Compromises function: Stretching exercises should be approached with caution if they compromise an individual’s function or performance in daily activities. While stretching aims to improve flexibility and range of motion, it should not impede an individual’s ability to carry out their functional tasks effectively and safely. If stretching excessively restricts muscle strength, stability, or coordination, it may hinder functional movements and compromise overall function. In occupational therapy, if a client experiences a significant decrease in functional abilities or experiences difficulty performing specific work-related tasks after stretching exercises, modifications or alternative approaches would be explored to ensure that the stretching routine does not compromise their occupational performance.

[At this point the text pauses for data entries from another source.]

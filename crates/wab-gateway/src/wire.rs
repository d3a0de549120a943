//! JSON shapes of the gateway HTTP API.

use serde::{Deserialize, Serialize};

use wab_core::{
    domain::ChatId,
    messaging::{
        client::{inbound_text, timestamp_from_epoch, ClientEvent, DisconnectReason},
        types::GroupInfo,
    },
};

#[derive(Debug, Serialize)]
#[serde(rename_all = "camelCase")]
pub struct StartSessionRequest<'a> {
    pub client_id: &'a str,
    #[serde(skip_serializing_if = "Option::is_none")]
    pub session: Option<&'a str>,
}

#[derive(Debug, Serialize)]
#[serde(rename_all = "camelCase")]
pub struct SendMessageRequest<'a> {
    pub chat_id: &'a ChatId,
    pub text: &'a str,
}

#[derive(Debug, Deserialize)]
pub struct SendMessageResponse {
    pub id: String,
}

#[derive(Debug, Deserialize)]
pub struct ExportSessionResponse {
    #[serde(default)]
    pub session: Option<String>,
}

#[derive(Debug, Deserialize)]
pub struct GroupsResponse {
    #[serde(default)]
    pub groups: Vec<GroupInfo>,
}

#[derive(Debug, Deserialize)]
pub struct ErrorResponse {
    #[serde(alias = "message")]
    pub error: String,
}

/// One long-poll page. `cursor` is passed back as `after` on the next poll.
#[derive(Debug, Deserialize)]
pub struct EventBatch {
    pub cursor: u64,
    #[serde(default)]
    pub events: Vec<GatewayEvent>,
}

#[derive(Clone, Debug, PartialEq, Deserialize)]
#[serde(tag = "type", rename_all = "snake_case")]
pub enum GatewayEvent {
    Qr {
        qr: String,
    },
    Authenticated,
    AuthFailure {
        #[serde(default)]
        message: String,
    },
    Ready,
    Message {
        id: String,
        #[serde(rename = "chatId")]
        chat_id: String,
        #[serde(default)]
        from: String,
        /// Epoch seconds.
        timestamp: i64,
        #[serde(default)]
        body: String,
    },
    Disconnected {
        #[serde(default)]
        reason: String,
    },
    /// Event kinds this adapter does not consume (acks, typing, ...).
    #[serde(other)]
    Unknown,
}

impl GatewayEvent {
    /// Convert to a coordinator event. Non-text and unknown events yield `None`.
    pub fn into_client_event(self) -> Option<ClientEvent> {
        match self {
            Self::Qr { qr } => Some(ClientEvent::Qr(qr)),
            Self::Authenticated => Some(ClientEvent::Authenticated),
            Self::AuthFailure { message } => Some(ClientEvent::AuthFailure(message)),
            Self::Ready => Some(ClientEvent::Ready),
            Self::Message {
                id,
                chat_id,
                from,
                timestamp,
                body,
            } => {
                if body.trim().is_empty() {
                    return None;
                }
                Some(ClientEvent::Message(inbound_text(
                    &id,
                    &chat_id,
                    &from,
                    timestamp_from_epoch(timestamp),
                    &body,
                )))
            }
            Self::Disconnected { reason } => {
                Some(ClientEvent::Disconnected(DisconnectReason::from_wire(&reason)))
            }
            Self::Unknown => None,
        }
    }
}
//! Ports into the shared clinical datastore (owned by the census application).

use std::collections::HashMap;

use async_trait::async_trait;
use chrono::{DateTime, NaiveDate, Utc};
use serde::{Deserialize, Serialize};
use tokio::sync::Mutex;

use crate::{
    domain::ChatId,
    handoff::HandoffNotification,
    parser::ParsedShift,
    Result,
};

/// A parsed roster plus where it came from, as written to the datastore.
#[derive(Clone, Debug, PartialEq, Eq, Serialize, Deserialize)]
#[serde(rename_all = "camelCase")]
pub struct ShiftRecord {
    /// Storage key: the roster's own date, or the posting's local date.
    pub date: NaiveDate,
    pub shift: ParsedShift,
    pub group_id: ChatId,
    pub sender_id: String,
    pub received_at: DateTime<Utc>,
}

/// Persists parsed shifts, keyed by date. A later posting for the same date
/// (e.g. a correction) replaces the earlier one.
#[async_trait]
pub trait ShiftRepository: Send + Sync {
    async fn save_shift(&self, record: &ShiftRecord) -> Result<()>;
}

/// Reads signed handoffs for automatic sends.
#[async_trait]
pub trait HandoffSource: Send + Sync {
    async fn signed_handoff(&self, date: NaiveDate) -> Result<Option<HandoffNotification>>;
}

/// In-memory clinical store for local runs without a shared datastore.
#[derive(Default)]
pub struct MemoryClinicalStore {
    shifts: Mutex<HashMap<NaiveDate, ShiftRecord>>,
    handoffs: Mutex<HashMap<NaiveDate, HandoffNotification>>,
}

impl MemoryClinicalStore {
    pub fn new() -> Self {
        Self::default()
    }

    pub async fn shift_for(&self, date: NaiveDate) -> Option<ShiftRecord> {
        self.shifts.lock().await.get(&date).cloned()
    }

    pub async fn put_handoff(&self, date: NaiveDate, handoff: HandoffNotification) {
        self.handoffs.lock().await.insert(date, handoff);
    }
}

#[async_trait]
impl ShiftRepository for MemoryClinicalStore {
    async fn save_shift(&self, record: &ShiftRecord) -> Result<()> {
        self.shifts
            .lock()
            .await
            .insert(record.date, record.clone());
        Ok(())
    }
}

#[async_trait]
impl HandoffSource for MemoryClinicalStore {
    async fn signed_handoff(&self, date: NaiveDate) -> Result<Option<HandoffNotification>> {
        Ok(self.handoffs.lock().await.get(&date).cloned())
    }
}
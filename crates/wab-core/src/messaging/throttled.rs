use std::{collections::HashMap, sync::Arc, time::Duration};

use tokio::sync::Mutex;
use tokio::time::{sleep_until, Instant};

use crate::{
    domain::{ChatId, MessageRef},
    messaging::{port::MessagingPort, types::MessagingCapabilities},
    Result,
};

#[derive(Clone, Copy, Debug)]
pub struct ThrottleConfig {
    /// Minimum spacing between *any* outbound sends.
    pub global_min_interval: Duration,
    /// Minimum spacing between sends to the same chat.
    pub per_chat_min_interval: Duration,
}

impl Default for ThrottleConfig {
    fn default() -> Self {
        // WhatsApp flags bursts from linked devices.
        Self {
            global_min_interval: Duration::from_millis(250),
            per_chat_min_interval: Duration::from_millis(1500),
        }
    }
}

/// Earliest permitted send instants, global and per chat.
#[derive(Debug)]
struct Pacer {
    cfg: ThrottleConfig,
    global_free_at: Instant,
    chat_free_at: HashMap<ChatId, Instant>,
}

impl Pacer {
    fn new(cfg: ThrottleConfig) -> Self {
        Self {
            cfg,
            global_free_at: Instant::now(),
            chat_free_at: HashMap::new(),
        }
    }

    /// Book a send slot for `chat` at or after `now` and return its start.
    fn book(&mut self, chat: &ChatId, now: Instant) -> Instant {
        // Entries in the past carry no information.
        self.chat_free_at.retain(|_, at| *at > now);

        let chat_free = self.chat_free_at.get(chat).copied().unwrap_or(now);
        let slot = now.max(self.global_free_at).max(chat_free);

        self.global_free_at = slot + self.cfg.global_min_interval;
        self.chat_free_at
            .insert(chat.clone(), slot + self.cfg.per_chat_min_interval);
        slot
    }
}

/// MessagingPort decorator that spaces outbound sends globally and per chat.
pub struct ThrottledMessenger {
    inner: Arc<dyn MessagingPort>,
    pacer: Mutex<Pacer>,
}

impl ThrottledMessenger {
    pub fn new(inner: Arc<dyn MessagingPort>, cfg: ThrottleConfig) -> Self {
        Self {
            inner,
            pacer: Mutex::new(Pacer::new(cfg)),
        }
    }
}

#[async_trait::async_trait]
impl MessagingPort for ThrottledMessenger {
    fn capabilities(&self) -> MessagingCapabilities {
        self.inner.capabilities()
    }

    async fn send_text(&self, chat_id: &ChatId, text: &str) -> Result<MessageRef> {
        let now = Instant::now();
        let slot = self.pacer.lock().await.book(chat_id, now);
        if slot > now {
            tracing::debug!(
                chat = %chat_id,
                wait_ms = (slot - now).as_millis() as u64,
                "pacing outbound send"
            );
            sleep_until(slot).await;
        }
        self.inner.send_text(chat_id, text).await
    }
}

#[cfg(test)]
mod tests {
    use super::*;
    use crate::domain::MessageId;
    use std::sync::Mutex as StdMutex;

    #[derive(Default)]
    struct Recorder {
        sent: StdMutex<Vec<(ChatId, String, Instant)>>,
    }

    #[async_trait::async_trait]
    impl MessagingPort for Recorder {
        fn capabilities(&self) -> MessagingCapabilities {
            MessagingCapabilities {
                max_message_len: 4096,
            }
        }

        async fn send_text(&self, chat_id: &ChatId, text: &str) -> Result<MessageRef> {
            self.sent
                .lock()
                .unwrap()
                .push((chat_id.clone(), text.to_string(), Instant::now()));
            Ok(MessageRef {
                chat_id: chat_id.clone(),
                message_id: MessageId("m".into()),
            })
        }
    }

    fn cfg(global_ms: u64, chat_ms: u64) -> ThrottleConfig {
        ThrottleConfig {
            global_min_interval: Duration::from_millis(global_ms),
            per_chat_min_interval: Duration::from_millis(chat_ms),
        }
    }

    #[tokio::test(start_paused = true)]
    async fn pacer_books_slots_on_both_limits() {
        let mut pacer = Pacer::new(cfg(100, 1000));
        let a = ChatId("a@g.us".into());
        let b = ChatId("b@g.us".into());
        let now = Instant::now();

        assert_eq!(pacer.book(&a, now), now);
        // Other chat only waits for the global gap.
        assert_eq!(pacer.book(&b, now), now + Duration::from_millis(100));
        // Same chat waits for its own gap.
        assert_eq!(pacer.book(&a, now), now + Duration::from_millis(1000));
    }

    #[tokio::test(start_paused = true)]
    async fn second_send_to_same_chat_waits_for_interval() {
        let inner = Arc::new(Recorder::default());
        let throttled = ThrottledMessenger::new(inner.clone(), cfg(0, 1000));
        let chat = ChatId("g1@g.us".into());

        let start = Instant::now();
        throttled.send_text(&chat, "a").await.unwrap();
        throttled.send_text(&chat, "b").await.unwrap();

        assert!(start.elapsed() >= Duration::from_secs(1));
        let sent = inner.sent.lock().unwrap();
        assert_eq!(sent.len(), 2);
        assert_eq!(sent[1].1, "b");
    }

    #[tokio::test(start_paused = true)]
    async fn different_chats_only_respect_global_spacing() {
        let inner = Arc::new(Recorder::default());
        let throttled = ThrottledMessenger::new(inner.clone(), cfg(200, 5000));

        let start = Instant::now();
        throttled.send_text(&ChatId("a@g.us".into()), "a").await.unwrap();
        throttled.send_text(&ChatId("b@g.us".into()), "b").await.unwrap();

        let elapsed = start.elapsed();
        assert!(elapsed >= Duration::from_millis(200));
        assert!(elapsed < Duration::from_secs(5));
    }
}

In summary, there are various situations in which stretching exercises may be contraindicated within the context of occupational therapy. These include recent fractures that are still healing, acute inflammation, active infections, tissue trauma such as hematomas, pain with joint movement, the presence of a bony block limiting joint motion, joint hypermobility, stretching leading to joint instability, or compromising an individual’s functional abilities. In each case, stretching exercises may hinder the healing process, exacerbate symptoms, spread infections, cause further tissue damage, increase pain, or compromise joint stability and functional performance. It is important for occupational therapists to carefully assess individual circumstances and consult with healthcare professionals to determine appropriate interventions and alternatives that align with the client’s specific needs and goals.


The considerations regarding stretching exercises and contraindications mentioned earlier can also apply to yoga practice. While yoga incorporates various stretching poses and movements, it is important to approach yoga with mindfulness and adapt the practice to individual circumstances.


Johnson, J. (2012). Therapeutic stretching. Human Kinetics.

Kisner, C., Colby, L. A., & Borstad, J. (2017). Therapeutic exercise: foundations and techniques. Fa Davis.